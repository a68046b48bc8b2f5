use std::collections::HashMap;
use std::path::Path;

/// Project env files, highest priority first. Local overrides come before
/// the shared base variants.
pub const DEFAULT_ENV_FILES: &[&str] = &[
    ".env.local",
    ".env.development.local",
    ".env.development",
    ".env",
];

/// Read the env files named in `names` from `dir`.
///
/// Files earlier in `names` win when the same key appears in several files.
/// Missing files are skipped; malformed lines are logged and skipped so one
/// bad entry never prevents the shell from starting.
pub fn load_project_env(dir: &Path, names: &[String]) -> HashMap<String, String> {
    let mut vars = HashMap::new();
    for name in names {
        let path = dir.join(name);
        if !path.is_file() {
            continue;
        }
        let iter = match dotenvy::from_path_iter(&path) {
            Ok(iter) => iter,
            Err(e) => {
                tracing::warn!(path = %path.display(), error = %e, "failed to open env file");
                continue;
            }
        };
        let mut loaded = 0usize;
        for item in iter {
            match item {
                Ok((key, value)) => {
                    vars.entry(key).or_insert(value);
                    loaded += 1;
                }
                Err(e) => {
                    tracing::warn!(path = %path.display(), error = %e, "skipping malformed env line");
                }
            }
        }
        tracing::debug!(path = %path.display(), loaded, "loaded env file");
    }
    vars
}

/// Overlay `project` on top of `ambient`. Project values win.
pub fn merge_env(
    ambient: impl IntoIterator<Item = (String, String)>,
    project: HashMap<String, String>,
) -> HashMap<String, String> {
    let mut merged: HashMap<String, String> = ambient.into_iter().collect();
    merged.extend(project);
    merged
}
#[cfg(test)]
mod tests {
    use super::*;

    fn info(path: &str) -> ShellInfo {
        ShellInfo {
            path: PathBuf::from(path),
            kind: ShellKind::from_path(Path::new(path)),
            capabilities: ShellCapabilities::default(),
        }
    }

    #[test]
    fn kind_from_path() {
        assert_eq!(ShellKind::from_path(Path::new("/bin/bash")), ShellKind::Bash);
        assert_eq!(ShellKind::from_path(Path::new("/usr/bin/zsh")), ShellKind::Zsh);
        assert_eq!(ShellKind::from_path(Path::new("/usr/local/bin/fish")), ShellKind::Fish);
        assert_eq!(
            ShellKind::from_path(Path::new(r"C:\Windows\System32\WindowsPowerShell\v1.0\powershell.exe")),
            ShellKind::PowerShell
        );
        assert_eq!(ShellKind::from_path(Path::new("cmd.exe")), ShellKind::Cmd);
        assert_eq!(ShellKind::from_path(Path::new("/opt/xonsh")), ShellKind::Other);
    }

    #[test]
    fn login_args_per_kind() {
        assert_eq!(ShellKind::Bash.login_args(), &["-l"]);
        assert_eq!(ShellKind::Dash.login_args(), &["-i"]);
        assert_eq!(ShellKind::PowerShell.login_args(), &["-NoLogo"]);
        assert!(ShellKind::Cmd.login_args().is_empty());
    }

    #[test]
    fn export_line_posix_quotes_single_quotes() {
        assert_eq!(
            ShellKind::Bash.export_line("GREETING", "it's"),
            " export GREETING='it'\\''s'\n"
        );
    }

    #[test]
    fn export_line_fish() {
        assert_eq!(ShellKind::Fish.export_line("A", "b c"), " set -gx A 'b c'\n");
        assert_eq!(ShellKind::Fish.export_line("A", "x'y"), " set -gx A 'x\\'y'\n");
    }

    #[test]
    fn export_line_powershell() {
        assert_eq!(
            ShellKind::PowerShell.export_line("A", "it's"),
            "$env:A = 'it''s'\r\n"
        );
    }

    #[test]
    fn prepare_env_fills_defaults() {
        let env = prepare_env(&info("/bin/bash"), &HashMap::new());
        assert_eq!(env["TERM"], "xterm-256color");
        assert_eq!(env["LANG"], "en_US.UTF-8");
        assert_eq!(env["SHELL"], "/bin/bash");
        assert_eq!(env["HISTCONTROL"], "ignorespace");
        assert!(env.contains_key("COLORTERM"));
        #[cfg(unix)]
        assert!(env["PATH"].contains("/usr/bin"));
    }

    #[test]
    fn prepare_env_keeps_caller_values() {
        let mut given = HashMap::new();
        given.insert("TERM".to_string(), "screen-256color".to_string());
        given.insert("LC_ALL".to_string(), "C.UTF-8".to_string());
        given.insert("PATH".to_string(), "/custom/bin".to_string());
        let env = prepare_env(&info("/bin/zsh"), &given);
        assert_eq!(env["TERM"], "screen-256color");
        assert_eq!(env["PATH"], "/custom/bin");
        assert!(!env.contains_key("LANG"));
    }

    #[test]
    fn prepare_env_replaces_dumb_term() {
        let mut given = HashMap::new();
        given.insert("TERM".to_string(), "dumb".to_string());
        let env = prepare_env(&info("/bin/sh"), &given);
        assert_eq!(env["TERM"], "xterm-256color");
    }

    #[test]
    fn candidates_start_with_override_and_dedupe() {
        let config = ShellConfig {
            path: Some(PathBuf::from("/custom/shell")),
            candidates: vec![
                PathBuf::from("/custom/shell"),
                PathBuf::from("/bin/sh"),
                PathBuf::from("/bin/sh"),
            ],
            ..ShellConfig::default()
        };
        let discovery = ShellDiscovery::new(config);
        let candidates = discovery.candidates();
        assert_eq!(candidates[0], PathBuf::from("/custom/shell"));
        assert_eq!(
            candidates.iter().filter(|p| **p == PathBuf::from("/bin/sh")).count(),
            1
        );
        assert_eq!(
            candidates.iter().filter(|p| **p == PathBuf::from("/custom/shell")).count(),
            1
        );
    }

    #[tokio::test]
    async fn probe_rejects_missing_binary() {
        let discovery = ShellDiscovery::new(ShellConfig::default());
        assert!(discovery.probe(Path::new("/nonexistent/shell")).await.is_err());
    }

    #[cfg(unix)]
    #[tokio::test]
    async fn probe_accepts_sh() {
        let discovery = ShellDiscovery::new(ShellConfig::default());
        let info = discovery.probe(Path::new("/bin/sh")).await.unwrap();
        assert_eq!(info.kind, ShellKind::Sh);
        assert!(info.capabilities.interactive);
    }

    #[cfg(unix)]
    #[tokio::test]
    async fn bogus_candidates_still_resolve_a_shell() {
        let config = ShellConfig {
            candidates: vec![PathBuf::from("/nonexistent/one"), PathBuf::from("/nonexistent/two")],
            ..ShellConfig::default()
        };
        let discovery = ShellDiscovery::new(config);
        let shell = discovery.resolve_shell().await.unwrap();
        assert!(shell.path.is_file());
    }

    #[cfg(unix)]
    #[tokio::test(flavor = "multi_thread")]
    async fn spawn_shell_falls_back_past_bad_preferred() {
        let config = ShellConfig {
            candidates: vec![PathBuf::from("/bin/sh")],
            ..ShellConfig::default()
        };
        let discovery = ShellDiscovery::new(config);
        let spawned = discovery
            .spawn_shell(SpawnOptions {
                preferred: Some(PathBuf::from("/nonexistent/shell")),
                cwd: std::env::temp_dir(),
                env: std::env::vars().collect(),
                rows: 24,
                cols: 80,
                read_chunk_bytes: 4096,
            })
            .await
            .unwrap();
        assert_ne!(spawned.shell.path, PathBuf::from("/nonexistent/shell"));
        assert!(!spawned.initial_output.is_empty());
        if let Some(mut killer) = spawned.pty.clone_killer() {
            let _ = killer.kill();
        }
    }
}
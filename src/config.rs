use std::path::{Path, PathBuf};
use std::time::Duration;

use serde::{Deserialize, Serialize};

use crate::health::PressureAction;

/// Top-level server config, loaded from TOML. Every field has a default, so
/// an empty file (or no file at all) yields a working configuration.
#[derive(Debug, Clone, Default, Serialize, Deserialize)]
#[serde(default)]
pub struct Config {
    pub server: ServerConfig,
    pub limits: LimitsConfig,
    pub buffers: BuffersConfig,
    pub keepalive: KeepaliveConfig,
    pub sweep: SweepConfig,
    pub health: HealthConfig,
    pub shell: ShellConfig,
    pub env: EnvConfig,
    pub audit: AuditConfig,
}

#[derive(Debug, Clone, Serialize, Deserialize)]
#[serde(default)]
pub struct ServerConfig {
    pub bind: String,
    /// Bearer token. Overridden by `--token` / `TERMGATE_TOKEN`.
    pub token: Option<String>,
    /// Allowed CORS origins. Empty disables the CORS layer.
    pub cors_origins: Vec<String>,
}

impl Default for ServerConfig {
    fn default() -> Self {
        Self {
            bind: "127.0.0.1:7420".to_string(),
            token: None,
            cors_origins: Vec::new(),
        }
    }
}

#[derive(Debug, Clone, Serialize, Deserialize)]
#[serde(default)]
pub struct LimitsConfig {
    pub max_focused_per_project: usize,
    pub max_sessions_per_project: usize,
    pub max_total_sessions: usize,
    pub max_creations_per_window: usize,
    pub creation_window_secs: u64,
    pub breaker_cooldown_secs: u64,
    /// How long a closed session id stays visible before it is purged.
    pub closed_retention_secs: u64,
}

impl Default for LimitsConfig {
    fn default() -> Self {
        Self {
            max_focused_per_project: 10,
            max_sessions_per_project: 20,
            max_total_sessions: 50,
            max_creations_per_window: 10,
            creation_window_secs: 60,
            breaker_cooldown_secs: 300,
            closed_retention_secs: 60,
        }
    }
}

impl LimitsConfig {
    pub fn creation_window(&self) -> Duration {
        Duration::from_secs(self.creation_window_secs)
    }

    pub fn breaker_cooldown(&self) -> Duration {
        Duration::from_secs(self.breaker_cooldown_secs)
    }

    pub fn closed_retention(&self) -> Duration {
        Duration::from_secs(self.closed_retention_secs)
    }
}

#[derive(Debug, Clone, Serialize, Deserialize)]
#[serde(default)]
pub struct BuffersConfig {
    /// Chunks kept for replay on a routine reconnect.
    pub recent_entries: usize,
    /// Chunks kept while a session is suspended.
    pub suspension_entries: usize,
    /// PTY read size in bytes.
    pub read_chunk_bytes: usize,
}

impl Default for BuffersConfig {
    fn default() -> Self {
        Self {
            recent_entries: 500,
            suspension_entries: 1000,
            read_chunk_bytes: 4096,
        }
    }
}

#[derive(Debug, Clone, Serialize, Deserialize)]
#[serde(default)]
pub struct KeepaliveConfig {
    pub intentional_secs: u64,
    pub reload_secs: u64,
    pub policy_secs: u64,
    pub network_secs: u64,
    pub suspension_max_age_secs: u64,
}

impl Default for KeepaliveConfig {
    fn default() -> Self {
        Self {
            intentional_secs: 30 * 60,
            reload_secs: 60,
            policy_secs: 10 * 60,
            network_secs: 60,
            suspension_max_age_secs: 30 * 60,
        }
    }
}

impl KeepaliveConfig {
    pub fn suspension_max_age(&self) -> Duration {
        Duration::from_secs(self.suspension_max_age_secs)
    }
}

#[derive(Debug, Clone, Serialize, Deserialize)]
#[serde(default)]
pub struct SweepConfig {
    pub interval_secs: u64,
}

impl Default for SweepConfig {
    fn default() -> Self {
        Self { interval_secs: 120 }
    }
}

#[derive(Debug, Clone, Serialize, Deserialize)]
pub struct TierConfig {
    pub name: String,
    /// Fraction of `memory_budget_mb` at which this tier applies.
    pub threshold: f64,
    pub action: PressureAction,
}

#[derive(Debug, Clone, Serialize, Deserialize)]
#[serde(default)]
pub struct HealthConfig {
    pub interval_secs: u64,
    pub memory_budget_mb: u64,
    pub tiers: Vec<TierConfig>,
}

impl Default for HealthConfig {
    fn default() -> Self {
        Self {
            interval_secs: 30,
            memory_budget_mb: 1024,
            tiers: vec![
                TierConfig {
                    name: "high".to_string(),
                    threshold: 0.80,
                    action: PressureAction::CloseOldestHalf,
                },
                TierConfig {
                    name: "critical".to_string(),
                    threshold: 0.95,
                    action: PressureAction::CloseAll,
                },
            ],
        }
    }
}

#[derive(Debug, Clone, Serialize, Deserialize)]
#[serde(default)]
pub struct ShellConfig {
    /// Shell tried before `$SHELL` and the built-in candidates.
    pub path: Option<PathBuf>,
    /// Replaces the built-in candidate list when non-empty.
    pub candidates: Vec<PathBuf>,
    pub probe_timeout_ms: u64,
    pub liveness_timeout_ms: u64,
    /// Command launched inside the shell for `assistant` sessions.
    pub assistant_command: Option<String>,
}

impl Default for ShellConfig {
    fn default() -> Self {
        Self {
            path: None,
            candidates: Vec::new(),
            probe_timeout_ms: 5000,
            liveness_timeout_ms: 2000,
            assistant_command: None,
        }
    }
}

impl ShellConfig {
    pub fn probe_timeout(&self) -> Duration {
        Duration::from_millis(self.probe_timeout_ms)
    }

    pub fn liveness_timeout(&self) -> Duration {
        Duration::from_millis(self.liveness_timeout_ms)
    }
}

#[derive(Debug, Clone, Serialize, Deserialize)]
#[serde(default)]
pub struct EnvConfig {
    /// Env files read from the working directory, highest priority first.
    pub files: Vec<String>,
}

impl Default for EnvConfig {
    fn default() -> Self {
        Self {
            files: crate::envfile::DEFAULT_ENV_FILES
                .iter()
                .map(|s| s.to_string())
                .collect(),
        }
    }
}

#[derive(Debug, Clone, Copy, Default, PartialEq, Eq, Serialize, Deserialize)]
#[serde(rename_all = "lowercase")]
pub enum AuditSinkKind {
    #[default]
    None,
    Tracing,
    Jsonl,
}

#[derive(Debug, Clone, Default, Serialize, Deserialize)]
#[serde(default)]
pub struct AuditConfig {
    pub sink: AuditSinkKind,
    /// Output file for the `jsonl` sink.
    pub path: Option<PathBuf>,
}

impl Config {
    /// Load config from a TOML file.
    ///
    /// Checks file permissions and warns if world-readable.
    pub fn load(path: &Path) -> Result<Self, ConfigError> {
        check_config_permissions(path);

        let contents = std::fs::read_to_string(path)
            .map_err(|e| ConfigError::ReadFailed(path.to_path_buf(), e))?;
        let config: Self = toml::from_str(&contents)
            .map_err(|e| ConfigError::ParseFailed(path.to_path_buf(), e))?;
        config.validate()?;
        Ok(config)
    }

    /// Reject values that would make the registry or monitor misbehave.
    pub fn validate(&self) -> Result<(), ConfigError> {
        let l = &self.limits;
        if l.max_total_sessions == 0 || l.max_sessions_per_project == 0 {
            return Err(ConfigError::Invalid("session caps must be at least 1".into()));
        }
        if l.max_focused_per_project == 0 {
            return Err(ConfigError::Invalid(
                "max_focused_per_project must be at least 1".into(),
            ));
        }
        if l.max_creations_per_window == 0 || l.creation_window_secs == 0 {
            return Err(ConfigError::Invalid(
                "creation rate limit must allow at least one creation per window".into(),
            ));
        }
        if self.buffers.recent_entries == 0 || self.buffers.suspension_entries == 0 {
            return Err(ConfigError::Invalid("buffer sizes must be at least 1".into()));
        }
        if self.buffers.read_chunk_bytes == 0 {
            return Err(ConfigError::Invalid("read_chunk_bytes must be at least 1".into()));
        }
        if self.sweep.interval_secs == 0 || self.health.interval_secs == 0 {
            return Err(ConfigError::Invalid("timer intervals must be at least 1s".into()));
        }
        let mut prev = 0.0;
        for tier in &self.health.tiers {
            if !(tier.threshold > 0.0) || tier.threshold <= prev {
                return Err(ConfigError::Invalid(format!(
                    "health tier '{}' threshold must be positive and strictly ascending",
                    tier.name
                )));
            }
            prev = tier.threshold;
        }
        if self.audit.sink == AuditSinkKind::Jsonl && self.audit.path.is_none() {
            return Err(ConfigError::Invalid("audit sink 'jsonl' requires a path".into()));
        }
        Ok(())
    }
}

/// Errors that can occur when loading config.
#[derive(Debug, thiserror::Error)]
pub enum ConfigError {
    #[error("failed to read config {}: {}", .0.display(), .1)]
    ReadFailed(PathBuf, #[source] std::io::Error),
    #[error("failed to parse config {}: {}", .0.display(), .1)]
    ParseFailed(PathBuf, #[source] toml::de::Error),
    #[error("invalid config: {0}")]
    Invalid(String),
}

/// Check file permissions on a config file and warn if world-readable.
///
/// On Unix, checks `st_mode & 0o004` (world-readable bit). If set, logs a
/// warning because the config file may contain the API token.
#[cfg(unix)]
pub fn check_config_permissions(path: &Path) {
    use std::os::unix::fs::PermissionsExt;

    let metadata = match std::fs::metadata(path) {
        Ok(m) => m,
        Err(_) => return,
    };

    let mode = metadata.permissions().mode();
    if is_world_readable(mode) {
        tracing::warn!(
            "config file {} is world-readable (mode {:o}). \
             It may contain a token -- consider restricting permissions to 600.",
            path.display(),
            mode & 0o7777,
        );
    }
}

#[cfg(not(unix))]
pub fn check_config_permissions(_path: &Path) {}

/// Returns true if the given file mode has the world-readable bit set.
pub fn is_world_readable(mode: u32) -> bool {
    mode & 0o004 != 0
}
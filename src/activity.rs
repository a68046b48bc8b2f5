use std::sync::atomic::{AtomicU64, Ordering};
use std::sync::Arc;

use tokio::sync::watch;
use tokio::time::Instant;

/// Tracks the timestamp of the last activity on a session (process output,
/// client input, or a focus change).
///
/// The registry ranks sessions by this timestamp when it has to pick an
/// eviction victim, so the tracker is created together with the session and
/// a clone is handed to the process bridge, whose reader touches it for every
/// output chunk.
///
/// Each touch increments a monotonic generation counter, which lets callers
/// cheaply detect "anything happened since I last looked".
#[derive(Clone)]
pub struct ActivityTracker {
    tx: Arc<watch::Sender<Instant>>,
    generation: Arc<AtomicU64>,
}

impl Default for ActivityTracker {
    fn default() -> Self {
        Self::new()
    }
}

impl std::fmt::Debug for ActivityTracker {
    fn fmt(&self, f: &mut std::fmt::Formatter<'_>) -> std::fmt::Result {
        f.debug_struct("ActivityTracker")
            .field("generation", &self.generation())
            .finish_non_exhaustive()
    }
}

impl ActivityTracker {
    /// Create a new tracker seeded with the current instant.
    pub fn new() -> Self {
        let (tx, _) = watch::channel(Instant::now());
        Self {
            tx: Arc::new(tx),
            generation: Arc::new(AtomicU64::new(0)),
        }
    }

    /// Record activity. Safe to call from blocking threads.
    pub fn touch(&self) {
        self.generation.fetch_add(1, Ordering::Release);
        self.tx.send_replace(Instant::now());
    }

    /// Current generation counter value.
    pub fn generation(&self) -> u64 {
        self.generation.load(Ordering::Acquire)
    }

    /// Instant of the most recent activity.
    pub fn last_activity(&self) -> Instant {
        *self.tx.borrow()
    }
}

§ WHAT TO DO: Search the records for the word "KeepaliveConfig" and copy out every line that holds it.

§ RESPONSE TO THIS TASK:
    pub keepalive: KeepaliveConfig,
pub struct KeepaliveConfig {
impl Default for KeepaliveConfig {
impl KeepaliveConfig {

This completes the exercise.